Data for the task Block Start
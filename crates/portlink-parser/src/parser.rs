//! Parser for reference tokens.
//!
//! A reference token names a module, optionally one of its ports, and
//! optionally a type label for that port:
//!
//! ```text
//! Module
//! Module::Port
//! Module::Port:Type
//! ```
//!
//! The token is split at the first `::` into module and remainder, and the
//! remainder at its first `:` into port and type. The public entry point is
//! [`parse_reference`].

use log::{debug, trace};
use winnow::{
    Parser as _,
    combinator::{alt, opt, preceded, terminated},
    error::{ContextError, ErrMode},
    token::{rest, take_until},
};

use portlink_core::field;

use crate::{
    error::{Diagnostic, ErrorCode, ParseError},
    reference::Reference,
    span::Span,
};

/// Separator between the module name and the rest of the token.
pub const MODULE_SEPARATOR: &str = "::";
/// Separator between the port name and its type.
pub const TYPE_SEPARATOR: &str = ":";

type IResult<O> = std::result::Result<O, ErrMode<ContextError>>;

const REFERENCE_HELP: &str = "write references as `Module`, `Module::Port` or `Module::Port:Type`";

/// Token components before any length bounds are applied.
#[derive(Debug, Clone, Copy, PartialEq, Eq)]
struct RawReference<'src> {
    module: &'src str,
    port: &'src str,
    type_name: &'src str,
}

/// Parse the module name, if the token is qualified with `::`.
fn qualified_module<'src>(input: &mut &'src str) -> IResult<Option<&'src str>> {
    opt(terminated(
        take_until(0.., MODULE_SEPARATOR),
        MODULE_SEPARATOR,
    ))
    .parse_next(input)
}

/// Parse `port` or `port:type` from the remainder of a qualified token.
fn port_and_type<'src>(input: &mut &'src str) -> IResult<(&'src str, &'src str)> {
    alt((
        (
            take_until(0.., TYPE_SEPARATOR),
            preceded(TYPE_SEPARATOR, rest),
        ),
        rest.map(|port| (port, "")),
    ))
    .parse_next(input)
}

/// Parse a whole reference token.
///
/// A token that starts with `::` names no module and is rejected.
fn raw_reference<'src>(input: &mut &'src str) -> IResult<RawReference<'src>> {
    match qualified_module.parse_next(input)? {
        Some("") => Err(ErrMode::Cut(ContextError::new())),
        Some(module) => {
            let (port, type_name) = port_and_type.parse_next(input)?;
            Ok(RawReference {
                module,
                port,
                type_name,
            })
        }
        None => {
            let module = rest.parse_next(input)?;
            Ok(RawReference {
                module,
                port: "",
                type_name: "",
            })
        }
    }
}

/// Decompose a reference token into module, port and type.
///
/// Port and type are empty when the token does not mention them; no default
/// type is substituted here. Each component is cut down to
/// [`MAX_FIELD_LEN`](portlink_core::field::MAX_FIELD_LEN) characters.
///
/// # Errors
///
/// Returns a [`ParseError`] when no module name can be derived: the token is
/// empty (`E001`) or starts with `::` (`E002`).
///
/// # Examples
///
/// ```
/// use portlink_parser::parse_reference;
///
/// let reference = parse_reference("Mod::Port:Type").unwrap();
/// assert_eq!(reference.module(), "Mod");
/// assert_eq!(reference.port(), "Port");
/// assert_eq!(reference.type_name(), "Type");
///
/// let reference = parse_reference("Mod").unwrap();
/// assert!(!reference.has_port());
///
/// assert!(parse_reference("").is_err());
/// ```
pub fn parse_reference(token: &str) -> Result<Reference, ParseError> {
    if token.is_empty() {
        return Err(Diagnostic::error("reference is empty")
            .with_code(ErrorCode::E001)
            .with_label(Span::new(0..0), "expected a module name")
            .with_help(REFERENCE_HELP)
            .into());
    }

    let mut input = token;
    let raw = raw_reference.parse_next(&mut input).map_err(|err| {
        debug!(token = token, err:? = err; "Reference grammar rejected token");
        Diagnostic::error(format!("reference `{token}` has no module name"))
            .with_code(ErrorCode::E002)
            .with_label(
                Span::new(0..MODULE_SEPARATOR.len()),
                "module name expected before `::`",
            )
            .with_help(REFERENCE_HELP)
    })?;
    trace!(raw:? = raw; "Split reference token");

    Ok(Reference::new(
        field::bounded("module", raw.module),
        field::bounded("port", raw.port),
        field::bounded("type", raw.type_name),
    ))
}

#[cfg(test)]
mod tests {
    use super::*;

    fn raw(token: &str) -> RawReference<'_> {
        let mut input = token;
        let raw = raw_reference
            .parse_next(&mut input)
            .expect("token should have a module name");
        assert!(input.is_empty(), "grammar should consume `{token}`");
        raw
    }

    #[test]
    fn test_raw_module_only() {
        assert_eq!(
            raw("Mod"),
            RawReference {
                module: "Mod",
                port: "",
                type_name: ""
            }
        );
    }

    #[test]
    fn test_raw_single_colon_stays_in_module() {
        assert_eq!(raw("Mod:Port").module, "Mod:Port");
        assert_eq!(raw("Mod:Port").port, "");
    }

    #[test]
    fn test_raw_splits_at_first_separators() {
        let parsed = raw("A::B::C");
        assert_eq!(parsed.module, "A");
        assert_eq!(parsed.port, "B");
        assert_eq!(parsed.type_name, ":C");

        let parsed = raw("A::p:t:u");
        assert_eq!(parsed.port, "p");
        assert_eq!(parsed.type_name, "t:u");
    }

    #[test]
    fn test_raw_trailing_separators() {
        let parsed = raw("A::");
        assert_eq!((parsed.module, parsed.port, parsed.type_name), ("A", "", ""));

        let parsed = raw("A::p:");
        assert_eq!((parsed.module, parsed.port, parsed.type_name), ("A", "p", ""));

        let parsed = raw("A:::t");
        assert_eq!((parsed.module, parsed.port, parsed.type_name), ("A", "", "t"));
    }

    #[test]
    fn test_raw_rejects_missing_module() {
        for token in ["::", "::p", "::p:t", ":::t"] {
            let mut input = token;
            assert!(
                matches!(raw_reference.parse_next(&mut input), Err(ErrMode::Cut(_))),
                "`{token}` should be rejected"
            );
        }
    }
}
Data for the task Block End
__Required action__. Reproduce the records above in full, without altering a single character.

__Answer__.
filename crates/portlink-parser/src/parser.rs
//! Parser for reference tokens.
//!
//! A reference token names a module, optionally one of its ports, and
//! optionally a type label for that port:
//!
//! ```text
//! Module
//! Module::Port
//! Module::Port:Type
//! ```
//!
//! The token is split at the first `::` into module and remainder, and the
//! remainder at its first `:` into port and type. The public entry point is
//! [`parse_reference`].

use log::{debug, trace};
use winnow::{
    Parser as _,
    combinator::{alt, opt, preceded, terminated},
    error::{ContextError, ErrMode},
    token::{rest, take_until},
};

use portlink_core::field;

use crate::{
    error::{Diagnostic, ErrorCode, ParseError},
    reference::Reference,
    span::Span,
};

/// Separator between the module name and the rest of the token.
pub const MODULE_SEPARATOR: &str = "::";
/// Separator between the port name and its type.
pub const TYPE_SEPARATOR: &str = ":";

type IResult<O> = std::result::Result<O, ErrMode<ContextError>>;

const REFERENCE_HELP: &str = "write references as `Module`, `Module::Port` or `Module::Port:Type`";

/// Token components before any length bounds are applied.
#[derive(Debug, Clone, Copy, PartialEq, Eq)]
struct RawReference<'src> {
    module: &'src str,
    port: &'src str,
    type_name: &'src str,
}

/// Parse the module name, if the token is qualified with `::`.
fn qualified_module<'src>(input: &mut &'src str) -> IResult<Option<&'src str>> {
    opt(terminated(
        take_until(0.., MODULE_SEPARATOR),
        MODULE_SEPARATOR,
    ))
    .parse_next(input)
}

/// Parse `port` or `port:type` from the remainder of a qualified token.
fn port_and_type<'src>(input: &mut &'src str) -> IResult<(&'src str, &'src str)> {
    alt((
        (
            take_until(0.., TYPE_SEPARATOR),
            preceded(TYPE_SEPARATOR, rest),
        ),
        rest.map(|port| (port, "")),
    ))
    .parse_next(input)
}

/// Parse a whole reference token.
///
/// A token that starts with `::` names no module and is rejected.
fn raw_reference<'src>(input: &mut &'src str) -> IResult<RawReference<'src>> {
    match qualified_module.parse_next(input)? {
        Some("") => Err(ErrMode::Cut(ContextError::new())),
        Some(module) => {
            let (port, type_name) = port_and_type.parse_next(input)?;
            Ok(RawReference {
                module,
                port,
                type_name,
            })
        }
        None => {
            let module = rest.parse_next(input)?;
            Ok(RawReference {
                module,
                port: "",
                type_name: "",
            })
        }
    }
}

/// Decompose a reference token into module, port and type.
///
/// Port and type are empty when the token does not mention them; no default
/// type is substituted here. Each component is cut down to
/// [`MAX_FIELD_LEN`](portlink_core::field::MAX_FIELD_LEN) characters.
///
/// # Errors
///
/// Returns a [`ParseError`] when no module name can be derived: the token is
/// empty (`E001`) or starts with `::` (`E002`).
///
/// # Examples
///
/// ```
/// use portlink_parser::parse_reference;
///
/// let reference = parse_reference("Mod::Port:Type").unwrap();
/// assert_eq!(reference.module(), "Mod");
/// assert_eq!(reference.port(), "Port");
/// assert_eq!(reference.type_name(), "Type");
///
/// let reference = parse_reference("Mod").unwrap();
/// assert!(!reference.has_port());
///
/// assert!(parse_reference("").is_err());
/// ```
pub fn parse_reference(token: &str) -> Result<Reference, ParseError> {
    if token.is_empty() {
        return Err(Diagnostic::error("reference is empty")
            .with_code(ErrorCode::E001)
            .with_label(Span::new(0..0), "expected a module name")
            .with_help(REFERENCE_HELP)
            .into());
    }

    let mut input = token;
    let raw = raw_reference.parse_next(&mut input).map_err(|err| {
        debug!(token = token, err:? = err; "Reference grammar rejected token");
        Diagnostic::error(format!("reference `{token}` has no module name"))
            .with_code(ErrorCode::E002)
            .with_label(
                Span::new(0..MODULE_SEPARATOR.len()),
                "module name expected before `::`",
            )
            .with_help(REFERENCE_HELP)
    })?;
    trace!(raw:? = raw; "Split reference token");

    Ok(Reference::new(
        field::bounded("module", raw.module),
        field::bounded("port", raw.port),
        field::bounded("type", raw.type_name),
    ))
}

#[cfg(test)]
mod tests {
    use super::*;

    fn raw(token: &str) -> RawReference<'_> {
        let mut input = token;
        let raw = raw_reference
            .parse_next(&mut input)
            .expect("token should have a module name");
        assert!(input.is_empty(), "grammar should consume `{token}`");
        raw
    }

    #[test]
    fn test_raw_module_only() {
        assert_eq!(
            raw("Mod"),
            RawReference {
                module: "Mod",
                port: "",
                type_name: ""
            }
        );
    }

    #[test]
    fn test_raw_single_colon_stays_in_module() {
        assert_eq!(raw("Mod:Port").module, "Mod:Port");
        assert_eq!(raw("Mod:Port").port, "");
    }

    #[test]
    fn test_raw_splits_at_first_separators() {
        let parsed = raw("A::B::C");
        assert_eq!(parsed.module, "A");
        assert_eq!(parsed.port, "B");
        assert_eq!(parsed.type_name, ":C");

        let parsed = raw("A::p:t:u");
        assert_eq!(parsed.port, "p");
        assert_eq!(parsed.type_name, "t:u");
    }

    #[test]
    fn test_raw_trailing_separators() {
        let parsed = raw("A::");
        assert_eq!((parsed.module, parsed.port, parsed.type_name), ("A", "", ""));

        let parsed = raw("A::p:");
        assert_eq!((parsed.module, parsed.port, parsed.type_name), ("A", "p", ""));

        let parsed = raw("A:::t");
        assert_eq!((parsed.module, parsed.port, parsed.type_name), ("A", "", "t"));
    }

    #[test]
    fn test_raw_rejects_missing_module() {
        for token in ["::", "::p", "::p:t", ":::t"] {
            let mut input = token;
            assert!(
                matches!(raw_reference.parse_next(&mut input), Err(ErrMode::Cut(_))),
                "`{token}` should be rejected"
            );
        }
    }
}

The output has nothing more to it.